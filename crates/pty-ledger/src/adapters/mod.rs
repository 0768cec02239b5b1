//! # Adapters Layer (Outer Hexagon)
//!
//! Concrete implementations of the outbound ports.

pub mod identifier;
pub mod storage;

pub use identifier::Sha256IdentifierDeriver;
pub use storage::{FileBackedKVStore, InMemoryKVStore};
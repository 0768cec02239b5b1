//! # Runtime Configuration
//!
//! Defaults come from `Default`; environment variables override them.
//!
//! | Variable | Field |
//! |----------|-------|
//! | `PTY_DATA_FILE` | `data_file` |
//! | `PTY_INITIAL_BALANCE` | `ledger.initial_cash_balance` |

use std::path::PathBuf;

use pty_ledger::LedgerConfig;
use tracing::{info, warn};

/// Default location of the ledger file.
pub const DEFAULT_DATA_FILE: &str = "./data/ledger.json";

pub const ENV_DATA_FILE: &str = "PTY_DATA_FILE";
pub const ENV_INITIAL_BALANCE: &str = "PTY_INITIAL_BALANCE";

/// Runtime shell configuration.
#[derive(Debug, Clone, PartialEq)]
pub struct RuntimeConfig {
    /// Ledger file backing the store.
    pub data_file: PathBuf,
    /// Engine parameters.
    pub ledger: LedgerConfig,
}

impl Default for RuntimeConfig {
    fn default() -> Self {
        Self {
            data_file: PathBuf::from(DEFAULT_DATA_FILE),
            ledger: LedgerConfig::default(),
        }
    }
}

impl RuntimeConfig {
    /// Path of the advisory lock file guarding `data_file`.
    #[must_use]
    pub fn lock_file(&self) -> PathBuf {
        let mut name = self.data_file.clone().into_os_string();
        name.push(".lock");
        PathBuf::from(name)
    }
}

/// Load configuration from the process environment.
pub fn load_config() -> RuntimeConfig {
    load_config_from(|name| std::env::var(name).ok())
}

/// Load configuration, reading variables through `lookup`.
///
/// Unparseable values are logged and ignored.
pub fn load_config_from<F>(lookup: F) -> RuntimeConfig
where
    F: Fn(&str) -> Option<String>,
{
    let mut config = RuntimeConfig::default();

    if let Some(path) = lookup(ENV_DATA_FILE) {
        if path.trim().is_empty() {
            warn!("{ENV_DATA_FILE} is empty, using {}", config.data_file.display());
        } else {
            config.data_file = PathBuf::from(path);
            info!("Ledger file from environment: {}", config.data_file.display());
        }
    }

    if let Some(raw) = lookup(ENV_INITIAL_BALANCE) {
        match raw.parse::<f64>() {
            Ok(balance) if balance.is_finite() && balance >= 0.0 => {
                config.ledger.initial_cash_balance = balance;
            }
            _ => warn!("{ENV_INITIAL_BALANCE} must be a non-negative number, got {raw:?}"),
        }
    }

    config
}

#### [REQUIRED ACTION]
Repeat the records above with every character intact.

#### [ANSWER FOR THE TASK]
filename crates/pty-ledger/src/adapters/mod.rs
repository 0768cec02239b5b1
//! # Adapters Layer (Outer Hexagon)
//!
//! Concrete implementations of the outbound ports.

pub mod identifier;
pub mod storage;

pub use identifier::Sha256IdentifierDeriver;
pub use storage::{FileBackedKVStore, InMemoryKVStore};
repository 0768cec02239b5b1
//! # Runtime Configuration
//!
//! Defaults come from `Default`; environment variables override them.
//!
//! | Variable | Field |
//! |----------|-------|
//! | `PTY_DATA_FILE` | `data_file` |
//! | `PTY_INITIAL_BALANCE` | `ledger.initial_cash_balance` |

use std::path::PathBuf;

use pty_ledger::LedgerConfig;
use tracing::{info, warn};

/// Default location of the ledger file.
pub const DEFAULT_DATA_FILE: &str = "./data/ledger.json";

pub const ENV_DATA_FILE: &str = "PTY_DATA_FILE";
pub const ENV_INITIAL_BALANCE: &str = "PTY_INITIAL_BALANCE";

/// Runtime shell configuration.
#[derive(Debug, Clone, PartialEq)]
pub struct RuntimeConfig {
    /// Ledger file backing the store.
    pub data_file: PathBuf,
    /// Engine parameters.
    pub ledger: LedgerConfig,
}

impl Default for RuntimeConfig {
    fn default() -> Self {
        Self {
            data_file: PathBuf::from(DEFAULT_DATA_FILE),
            ledger: LedgerConfig::default(),
        }
    }
}

impl RuntimeConfig {
    /// Path of the advisory lock file guarding `data_file`.
    #[must_use]
    pub fn lock_file(&self) -> PathBuf {
        let mut name = self.data_file.clone().into_os_string();
        name.push(".lock");
        PathBuf::from(name)
    }
}

/// Load configuration from the process environment.
pub fn load_config() -> RuntimeConfig {
    load_config_from(|name| std::env::var(name).ok())
}

/// Load configuration, reading variables through `lookup`.
///
/// Unparseable values are logged and ignored.
pub fn load_config_from<F>(lookup: F) -> RuntimeConfig
where
    F: Fn(&str) -> Option<String>,
{
    let mut config = RuntimeConfig::default();

    if let Some(path) = lookup(ENV_DATA_FILE) {
        if path.trim().is_empty() {
            warn!("{ENV_DATA_FILE} is empty, using {}", config.data_file.display());
        } else {
            config.data_file = PathBuf::from(path);
            info!("Ledger file from environment: {}", config.data_file.display());
        }
    }

    if let Some(raw) = lookup(ENV_INITIAL_BALANCE) {
        match raw.parse::<f64>() {
            Ok(balance) if balance.is_finite() && balance >= 0.0 => {
                config.ledger.initial_cash_balance = balance;
            }
            _ => warn!("{ENV_INITIAL_BALANCE} must be a non-negative number, got {raw:?}"),
        }
    }

    config
}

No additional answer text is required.